People with depression, anxiety, and post-traumatic stress disorder (PTSD) are prime candidates for CBT. Those with mental conditions like bipolar disorder, schizophrenia, obsessive-compulsive disorder (OCD), and phobias may also benefit from CBT.

How Cognitive Behavioral Therapy Works

CBT sessions typically last one hour and are scheduled once a week. However, depending on the patient's needs, meetings may take place twice a week or every other week.

According to the Mayo Clinic, CBT typically includes four main steps:

  1. Identifying troubling situations in your life
  2. Becoming aware of your thoughts, emotions, and beliefs about these problems
  3. Identifying negative or inaccurate thoughts
  4. Reshaping negative or inaccurate thoughts

Depending on a client's specific mental health condition, therapists can use various CBT techniques in step 4.

For patients with social anxiety or paranoia, therapists will often challenge patients to reconsider their beliefs about the motivations and perspectives of the people around them. They may ask patients to list what evidence they have that supports their negative assumptions and help them consider alternatives.

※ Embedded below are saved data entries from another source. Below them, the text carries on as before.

//! Advection-diffusion of temperature by a prescribed velocity.
//!
//! Solves `ρ·c_p·(∂T/∂t + u·∇T) − ∇·(k·∇T) = 0` with constant properties and
//! a uniform velocity `u`. Convection-dominated flows are stabilized with
//! SUPG: the test function gains a streamline term `τ·u·∇φ_i` applied to the
//! strong residual `ρ·c_p·(Ṫ + u·∇T) − k·∇²T`, with
//!
//! `τ = (u·G·u + C·κ²·(G:G))^(-1/2)`, `κ = k / (ρ·c_p)`.
//!
//! `∇²T` is taken element-wise from the shape function Laplacians, so it is
//! zero on first-order elements.
//!
//! `rho`, `Cp` and `k` are registered as parameters.
//!
//! # Configuration
//!
//! | Key                                       | Default    |
//! |-------------------------------------------|------------|
//! | `Physics/HeatTransfer/rho`                | `1`        |
//! | `Physics/HeatTransfer/Cp`                 | `1`        |
//! | `Physics/HeatTransfer/k`                  | `1`        |
//! | `Physics/HeatTransfer/velocity`           | `[0]`      |
//! | `Physics/HeatTransfer/stabilized`         | `true`     |
//! | `Physics/HeatTransfer/diffusion_constant` | `36`       |
//! | `Physics/HeatTransfer/FE_family`          | `LAGRANGE` |
//! | `Physics/HeatTransfer/T_order`            | `SECOND`   |
//! | `Physics/VariableNames/temperature`       | `T`        |

use nalgebra::Vector3;
use uom::si::{
    f64::{MassDensity, SpecificHeatCapacity, ThermalConductivity},
    mass_density::kilogram_per_cubic_meter,
    specific_heat_capacity::joule_per_kilogram_kelvin,
    thermal_conductivity::watt_per_meter_kelvin,
};

use crate::{
    physics::{JacobianStatus, ParameterHandles, Physics, PhysicsName},
    support::{
        config::{ConfigError, InputConfig, constrained, physics_key, variable_name_key},
        constraint::{NonNegative, StrictlyPositive},
        fe::{FeData, FeFamily, FeOrder},
        stabilization::{compute_g_tensor, compute_tau},
    },
    system::{
        AssemblyContext, AssemblyError, AssemblyParts, ElementState, VariableIndex,
        VariableRegistry,
    },
};

const NAME: &str = PhysicsName::HeatTransfer.as_str();

/// Options of [`HeatTransfer`].
#[derive(Debug, Clone, PartialEq)]
pub struct HeatTransferOptions {
    pub density: MassDensity,
    pub specific_heat: SpecificHeatCapacity,
    pub conductivity: ThermalConductivity,
    /// Uniform advecting velocity in m/s.
    pub velocity: Vector3<f64>,
    pub stabilized: bool,
    /// Inverse-estimate constant `C` of the stabilization parameter.
    pub diffusion_constant: f64,
    pub family: FeFamily,
    pub order: FeOrder,
    pub temperature_name: String,
}

impl HeatTransferOptions {
    /// Reads the options from `config`, applying defaults.
    ///
    /// # Errors
    ///
    /// Returns a [`ConfigError`] for wrong-typed values, a velocity with more
    /// than three components, non-positive `rho` or `Cp`, or negative `k`.
    pub fn from_config(config: &InputConfig) -> Result<Self, ConfigError> {
        let key = physics_key(NAME, "rho");
        let density = constrained::<_, StrictlyPositive>(
            &key,
            MassDensity::new::<kilogram_per_cubic_meter>(config.f64_or(&key, 1.0)?),
        )?;

        let key = physics_key(NAME, "Cp");
        let specific_heat = constrained::<_, StrictlyPositive>(
            &key,
            SpecificHeatCapacity::new::<joule_per_kilogram_kelvin>(config.f64_or(&key, 1.0)?),
        )?;

        let key = physics_key(NAME, "k");
        let conductivity = constrained::<_, NonNegative>(
            &key,
            ThermalConductivity::new::<watt_per_meter_kelvin>(config.f64_or(&key, 1.0)?),
        )?;

        let key = physics_key(NAME, "velocity");
        let components = config.f64_list(&key)?.unwrap_or_default();
        if components.len() > 3 {
            return Err(ConfigError::InvalidValue {
                key,
                reason: format!("{} velocity components given, at most 3", components.len()),
            });
        }
        let mut velocity = Vector3::zeros();
        for (axis, value) in components.into_iter().enumerate() {
            velocity[axis] = value;
        }

        let key = physics_key(NAME, "diffusion_constant");
        let diffusion_constant = config.f64_or(&key, 36.0)?;
        constrained::<_, StrictlyPositive>(&key, diffusion_constant)?;

        Ok(Self {
            density: density.into_inner(),
            specific_heat: specific_heat.into_inner(),
            conductivity: conductivity.into_inner(),
            velocity,
            stabilized: config.bool_or(&physics_key(NAME, "stabilized"), true)?,
            diffusion_constant,
            family: config.parse_or(&physics_key(NAME, "FE_family"), FeFamily::Lagrange)?,
            order: config.parse_or(&physics_key(NAME, "T_order"), FeOrder::Second)?,
            temperature_name: config
                .str_or(&variable_name_key("temperature"), "T")?
                .to_owned(),
        })
    }
}

/// Advective heat transfer physics.
pub struct HeatTransfer {
    options: HeatTransferOptions,
    temperature: Option<VariableIndex>,
}

impl HeatTransfer {
    #[must_use]
    pub fn new(options: HeatTransferOptions) -> Self {
        Self {
            options,
            temperature: None,
        }
    }

    /// # Errors
    ///
    /// Returns a [`ConfigError`] for invalid options.
    pub fn from_config(config: &InputConfig) -> Result<Self, ConfigError> {
        let options = HeatTransferOptions::from_config(config)?;
        log::debug!(
            "{NAME}: velocity {:?}, stabilized = {}",
            options.velocity.as_slice(),
            options.stabilized
        );
        Ok(Self::new(options))
    }

    /// The temperature variable.
    ///
    /// # Panics
    ///
    /// Panics if called before `init_variables`.
    #[must_use]
    pub fn temperature(&self) -> VariableIndex {
        self.temperature
            .unwrap_or_else(|| panic!("{NAME} used before init_variables"))
    }

    fn heat_capacity(&self) -> f64 {
        self.options.density.get::<kilogram_per_cubic_meter>()
            * self.options.specific_heat.get::<joule_per_kilogram_kelvin>()
    }

    /// SUPG parameter at `qp`, zero when stabilization is off.
    fn tau(&self, fe: &FeData, qp: usize) -> f64 {
        if !self.options.stabilized {
            return 0.0;
        }
        let diffusivity =
            self.options.conductivity.get::<watt_per_meter_kelvin>() / self.heat_capacity();
        compute_tau(
            self.options.diffusion_constant,
            diffusivity,
            &compute_g_tensor(fe, qp),
            &self.options.velocity,
        )
    }

    /// Diffusive part `−k·∇²T` of the strong residual at `qp`, and its
    /// derivatives with respect to the element coefficients.
    fn strong_diffusion(&self, state: &ElementState, qp: usize) -> (f64, Vec<f64>) {
        let t = self.temperature();
        let k = self.options.conductivity.get::<watt_per_meter_kelvin>();
        let derivatives: Vec<f64> = state
            .element_fe(t)
            .laplacian()
            .iter()
            .map(|laplacian_j| -k * laplacian_j[qp])
            .collect();
        let value: f64 = derivatives
            .iter()
            .zip(state.coefficients(t).iter())
            .map(|(d, u)| d * u)
            .sum();
        (value, derivatives)
    }

    /// Streamline derivatives `u·∇φ_i` at `qp`.
    fn streamline(&self, state: &ElementState, qp: usize) -> Vec<f64> {
        let dphi = state.element_fe(self.temperature()).dphi();
        dphi.iter()
            .map(|dphi_i| self.options.velocity.dot(&dphi_i[qp]))
            .collect()
    }
}

impl Physics for HeatTransfer {
    fn name(&self) -> &str {
        NAME
    }

    fn init_variables(&mut self, registry: &mut VariableRegistry) -> Result<(), ConfigError> {
        self.temperature = Some(registry.add_variable(
            self.options.temperature_name.as_str(),
            self.options.order,
            self.options.family,
        )?);
        Ok(())
    }

    fn set_time_evolving_vars(&self, registry: &mut VariableRegistry) {
        registry.time_evolving(self.temperature());
    }

    fn init_context(&self, context: &mut AssemblyContext) {
        let request = context.request_element_fe(self.temperature());
        request.jxw().phi().dphi();
        if self.options.stabilized {
            request.inverse_map().laplacian();
        }
    }

    fn element_time_derivative(
        &self,
        request_jacobian: bool,
        context: &mut AssemblyContext,
    ) -> Result<JacobianStatus, AssemblyError> {
        let t = self.temperature();
        let rho_cp = self.heat_capacity();
        let k = self.options.conductivity.get::<watt_per_meter_kelvin>();
        let AssemblyParts { state, local, .. } = context.parts();

        let fe = state.element_fe(t);
        let (jxw, phi, dphi) = (fe.jxw(), fe.phi(), fe.dphi());
        let n = fe.n_dofs();

        for qp in 0..fe.n_qpoints() {
            let grad_t = state.interior_gradient(t, qp);
            let advection = rho_cp * self.options.velocity.dot(&grad_t);
            let tau = self.tau(fe, qp);
            let streamline = self.streamline(state, qp);
            let (diffusion, diffusion_derivatives) = if self.options.stabilized {
                self.strong_diffusion(state, qp)
            } else {
                (0.0, vec![0.0; n])
            };

            let residual = local.residual_mut(t);
            for i in 0..n {
                residual[i] += (advection * phi[i][qp]
                    + k * grad_t.dot(&dphi[i][qp])
                    + tau * streamline[i] * (advection + diffusion))
                    * jxw[qp];
            }

            if request_jacobian {
                let jacobian = local.jacobian_mut(t, t);
                for i in 0..n {
                    for j in 0..n {
                        let strong = rho_cp * streamline[j] + diffusion_derivatives[j];
                        jacobian[(i, j)] += (rho_cp * streamline[j] * phi[i][qp]
                            + k * dphi[j][qp].dot(&dphi[i][qp])
                            + tau * streamline[i] * strong)
                            * jxw[qp];
                    }
                }
            }
        }

        Ok(JacobianStatus::exact(request_jacobian))
    }

    fn mass_residual(
        &self,
        request_jacobian: bool,
        context: &mut AssemblyContext,
    ) -> Result<JacobianStatus, AssemblyError> {
        let t = self.temperature();
        let rho_cp = self.heat_capacity();
        let AssemblyParts { state, local, .. } = context.parts();

        let fe = state.element_fe(t);
        let (jxw, phi) = (fe.jxw(), fe.phi());
        let n = fe.n_dofs();
        let rate_derivative = state.solution_rate_derivative();

        for qp in 0..fe.n_qpoints() {
            let storage = rho_cp * state.interior_rate(t, qp);
            let tau = self.tau(fe, qp);
            let streamline = self.streamline(state, qp);

            let residual = local.residual_mut(t);
            for i in 0..n {
                residual[i] += (phi[i][qp] + tau * streamline[i]) * storage * jxw[qp];
            }

            if request_jacobian {
                let jacobian = local.jacobian_mut(t, t);
                for i in 0..n {
                    for j in 0..n {
                        jacobian[(i, j)] += rate_derivative
                            * rho_cp
                            * (phi[i][qp] + tau * streamline[i])
                            * phi[j][qp]
                            * jxw[qp];
                    }
                }
            }
        }

        Ok(JacobianStatus::exact(request_jacobian))
    }

    fn register_parameter<'a>(&'a mut self, name: &str, handles: &mut ParameterHandles<'a>) {
        let Some(option) = name
            .strip_prefix("Physics/")
            .and_then(|rest| rest.strip_prefix(NAME))
            .and_then(|rest| rest.strip_prefix('/'))
        else {
            return;
        };

        match option {
            "rho" => handles.push(&mut self.options.density.value),
            "Cp" => handles.push(&mut self.options.specific_heat.value),
            "k" => handles.push(&mut self.options.conductivity.value),
            _ => {}
        }
    }
}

Some cognitive behavioral therapists will employ behavioral experiments. This involves asking the patient to make a prediction about the outcome of an anxiety-inducing event or task, such as going to a networking event or giving a speech. Then they test or challenge that prediction by engaging in the event or behavior that is causing anxiety.

The more a patient becomes aware of the connections among their thoughts, feelings, and behavior in a given situation, the greater their likelihood of reducing symptoms such as anxiety and building confidence.

Does Cognitive Behavioral Therapy Work?

Many psychologists consider CBT the "first-line treatment" or gold standard for treating many mental disorders. CBT is considered an evidence-based approach because research supports its efficacy with many different types of disorders.

However, the effectiveness of CBT varies depending on a number of factors including the patient's mental health condition and the strength of the relationship between the patient and therapist.

One study showed that CBT is effective on certain disorders and continues to last after treatment. But results also show "room for improvement" for lasting effects of CBT especially for treating PTSD, seasonal affective disorder, and panic disorders.

Patients with anxiety, depression, social phobia, OCD, PTSD, low self-esteem, and hypochondria may benefit from CBT. This approach addresses the faulty thinking patterns and learned patterns that are characteristic of these conditions.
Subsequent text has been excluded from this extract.